There are a few surprises in here.

IT’S HARD TO get by when you don’t have a job and the cost of living keeps rising.

This is the maxim behind economist Arthur Okun’s Misery Index, which adds together a country’s unemployment and inflation rates. The higher the number, the more ‘miserable’ the country is.

There has been some criticism of the index. Extensive studies have shown that unemployment influences happiness (or, rather, unhappiness) significantly more than inflation.

Still, few would argue that both unemployment and inflation are bad when they are very high.

In light of that, Business Insider compiled a list of the 18 most miserable countries based on 2014 data available at the CIA World Factbook. Some countries struggle with both high unemployment and inflation, while others have one rate asymmetrically higher than the other.

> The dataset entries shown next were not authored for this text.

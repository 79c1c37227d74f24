//! Gas coin pool bookkeeping.
//!
//! Every coin is in exactly one place: `available`, checked out to one in-flight
//! transaction, or a refill source. A checked-out coin only returns to
//! `available` with the version and balance reported by its transaction's effects.

use parking_lot::Mutex;
use std::collections::{HashSet, VecDeque};
use sui_ptb_types::{ObjectId, ObjectRef};
use tracing::{debug, warn};

/// A pooled gas coin and its last known balance.
#[derive(Debug, Clone, PartialEq, Eq)]
pub struct PooledCoin {
    pub object_ref: ObjectRef,
    pub balance: u64,
}

impl PooledCoin {
    pub fn object_id(&self) -> ObjectId {
        self.object_ref.object_id
    }
}

/// Snapshot of the pool, for observability and tests.
#[derive(Debug, Clone, Default, PartialEq, Eq)]
pub struct PoolStats {
    pub available: usize,
    pub checked_out: usize,
    /// Coins waiting to fund the next refill.
    pub source_coins: usize,
    pub pending_transactions: usize,
    /// Gas budget reserved against the address balance by in-flight transactions.
    pub reserved_balance: u128,
    /// Refill transactions executed so far.
    pub refills: usize,
}

/// Refill sources with their latest reference, if known. `None` means the
/// version must be fetched before use.
pub(crate) type SourceCoins = Vec<(ObjectId, Option<ObjectRef>)>;

#[derive(Debug, Default)]
pub(crate) struct CoinPool {
    available: VecDeque<PooledCoin>,
    checked_out: HashSet<ObjectId>,
    /// `None` until the first refill: all owned SUI coins fund it.
    sources: Option<SourceCoins>,
    refills: usize,
}

impl CoinPool {
    pub(crate) fn new(source_coins: Option<Vec<ObjectId>>) -> Self {
        Self {
            sources: source_coins.map(|ids| ids.into_iter().map(|id| (id, None)).collect()),
            ..Self::default()
        }
    }

    pub(crate) fn available_len(&self) -> usize {
        self.available.len()
    }

    pub(crate) fn available(&self) -> Vec<PooledCoin> {
        self.available.iter().cloned().collect()
    }

    pub(crate) fn checkout(&mut self) -> Option<PooledCoin> {
        let coin = self.available.pop_front()?;
        self.checked_out.insert(coin.object_id());
        Some(coin)
    }

    fn release(&mut self, coin: PooledCoin) {
        self.checked_out.remove(&coin.object_id());
        self.available.push_back(coin);
    }

    fn retire(&mut self, id: ObjectId, latest: Option<ObjectRef>) {
        self.checked_out.remove(&id);
        self.add_source(id, latest);
    }

    fn forget(&mut self, id: &ObjectId) {
        self.checked_out.remove(id);
    }

    pub(crate) fn add_source(&mut self, id: ObjectId, latest: Option<ObjectRef>) {
        let sources = self.sources.get_or_insert_with(Vec::new);
        match sources.iter_mut().find(|(source, _)| *source == id) {
            Some(entry) => entry.1 = latest,
            None => sources.push((id, latest)),
        }
    }

    /// Put back sources a failed refill took, keeping any entry recorded since.
    pub(crate) fn restore_sources(
        &mut self,
        entries: impl IntoIterator<Item = (ObjectId, Option<ObjectRef>)>,
    ) {
        let sources = self.sources.get_or_insert_with(Vec::new);
        for (id, latest) in entries {
            if !sources.iter().any(|(source, _)| *source == id) {
                sources.push((id, latest));
            }
        }
    }

    /// Hand the sources to a refill, leaving an empty (but configured) list.
    pub(crate) fn take_sources(&mut self) -> Option<SourceCoins> {
        self.sources.replace(Vec::new())
    }

    pub(crate) fn add_coins(&mut self, coins: impl IntoIterator<Item = PooledCoin>) {
        self.available.extend(coins);
    }

    pub(crate) fn record_refill(&mut self) {
        self.refills += 1;
    }

    /// Ids the pool is tracking as gas coins (available or checked out).
    pub(crate) fn pool_ids(&self) -> HashSet<ObjectId> {
        self.available
            .iter()
            .map(PooledCoin::object_id)
            .chain(self.checked_out.iter().copied())
            .collect()
    }

    /// Forget available coins' versions: they become refill sources that are
    /// re-fetched before use. Checked-out coins are settled by their transactions.
    pub(crate) fn reset(&mut self) {
        let drained: Vec<PooledCoin> = self.available.drain(..).collect();
        for coin in drained {
            self.add_source(coin.object_id(), None);
        }
    }

    pub(crate) fn stats(&self) -> PoolStats {
        PoolStats {
            available: self.available.len(),
            checked_out: self.checked_out.len(),
            source_coins: self.sources.as_ref().map_or(0, Vec::len),
            refills: self.refills,
            ..PoolStats::default()
        }
    }
}

/// A coin checked out to one transaction.
///
/// Must be settled with [`release`](Self::release), [`retire`](Self::retire) or
/// [`forget`](Self::forget). Dropping it unsettled retires the coin with an
/// unknown version, since the transaction's outcome is unknown.
pub(crate) struct CheckedOutCoin<'a> {
    pool: &'a Mutex<CoinPool>,
    coin: Option<PooledCoin>,
}

impl<'a> CheckedOutCoin<'a> {
    pub(crate) fn checkout(pool: &'a Mutex<CoinPool>) -> Option<Self> {
        let coin = pool.lock().checkout()?;
        debug!(coin = %coin.object_id(), balance = coin.balance, "checked out gas coin");
        Some(Self {
            pool,
            coin: Some(coin),
        })
    }

    pub(crate) fn object_ref(&self) -> Option<&ObjectRef> {
        self.coin.as_ref().map(|c| &c.object_ref)
    }

    pub(crate) fn balance(&self) -> u64 {
        self.coin.as_ref().map_or(0, |c| c.balance)
    }

    /// Return the coin to the pool with its post-transaction state.
    pub(crate) fn release(mut self, updated: PooledCoin) {
        if self.coin.take().is_some() {
            debug!(coin = %updated.object_id(), balance = updated.balance, "released gas coin");
            self.pool.lock().release(updated);
        }
    }

    /// Take the coin out of rotation; it funds the next refill.
    pub(crate) fn retire(mut self, latest: Option<ObjectRef>) {
        if let Some(coin) = self.coin.take() {
            debug!(coin = %coin.object_id(), known = latest.is_some(), "retired gas coin");
            self.pool.lock().retire(coin.object_id(), latest);
        }
    }

    /// Stop tracking the coin entirely.
    pub(crate) fn forget(mut self) {
        if let Some(coin) = self.coin.take() {
            debug!(coin = %coin.object_id(), "dropped gas coin");
            self.pool.lock().forget(&coin.object_id());
        }
    }
}

impl Drop for CheckedOutCoin<'_> {
    fn drop(&mut self) {
        if let Some(coin) = self.coin.take() {
            warn!(coin = %coin.object_id(), "gas coin abandoned by its transaction, retiring");
            self.pool.lock().retire(coin.object_id(), None);
        }
    }
}

#[cfg(test)]
mod tests {
    use super::*;
    use move_core_types::account_address::AccountAddress;

    fn coin(n: &str, balance: u64) -> PooledCoin {
        PooledCoin {
            object_ref: ObjectRef::new(AccountAddress::from_hex_literal(n).unwrap(), 1, "d"),
            balance,
        }
    }

    #[test]
    fn test_checkout_release_and_retire() {
        let pool = Mutex::new(CoinPool::new(None));
        pool.lock().add_coins([coin("0x1", 10), coin("0x2", 10)]);

        let a = CheckedOutCoin::checkout(&pool).unwrap();
        let b = CheckedOutCoin::checkout(&pool).unwrap();
        assert!(CheckedOutCoin::checkout(&pool).is_none());
        assert_ne!(a.object_ref(), b.object_ref());
        assert_eq!(pool.lock().stats().checked_out, 2);

        let mut updated = coin("0x1", 7);
        updated.object_ref.version = 2;
        a.release(updated.clone());
        b.retire(None);

        let stats = pool.lock().stats();
        assert_eq!(stats.available, 1);
        assert_eq!(stats.checked_out, 0);
        assert_eq!(stats.source_coins, 1);
        assert_eq!(pool.lock().available(), vec![updated]);
    }

    #[test]
    fn test_abandoned_coin_is_retired() {
        let pool = Mutex::new(CoinPool::new(None));
        pool.lock().add_coins([coin("0x1", 10)]);
        drop(CheckedOutCoin::checkout(&pool).unwrap());
        let stats = pool.lock().stats();
        assert_eq!(stats.available, 0);
        assert_eq!(stats.checked_out, 0);
        assert_eq!(stats.source_coins, 1);
    }

    #[test]
    fn test_reset_keeps_checked_out_coins() {
        let pool = Mutex::new(CoinPool::new(Some(vec![])));
        pool.lock().add_coins([coin("0x1", 10), coin("0x2", 10)]);
        let held = CheckedOutCoin::checkout(&pool).unwrap();
        pool.lock().reset();
        assert_eq!(pool.lock().stats().available, 0);
        assert_eq!(pool.lock().stats().checked_out, 1);
        assert_eq!(pool.lock().pool_ids().len(), 1);
        held.forget();
        let sources = pool.lock().take_sources().unwrap();
        assert_eq!(sources.len(), 1);
        assert_eq!(sources[0].1, None);
    }
}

Some countries are absent from the list because data was either unavailable or outdated.

18. Tunisia

tunisia A Tunisian demonstrator holds a poster of slain politicians, lawyer and secular politician Chokri Belaid (left) and Mohamed Brahmi, during a march to protest a law offering amnesty for those accused of corruption, in Tunis, Tunisia last weekend. Source: PA

Misery-index score: 20.1

CPI inflation: 4.9%

Unemployment: 15.2%

Tunisia was once called a “success story in Africa and the Middle East, but today it faces an array of challenges following the 2011 revolution,” according to the CIA Factbook. The government’s biggest challenges include reassuring businesses and investors and bringing budget and current account deficits under control.

Source: CIA Factbook

17. Jamaica

Misery-index score: 20.7%

CPI inflation: 7.1%

Unemployment: 13.6%

Jamaica’s economy relies heavily on the services sector, including tourism. Unfortunately, the country suffers from high crime and corruption and high unemployment — which leads to more crime.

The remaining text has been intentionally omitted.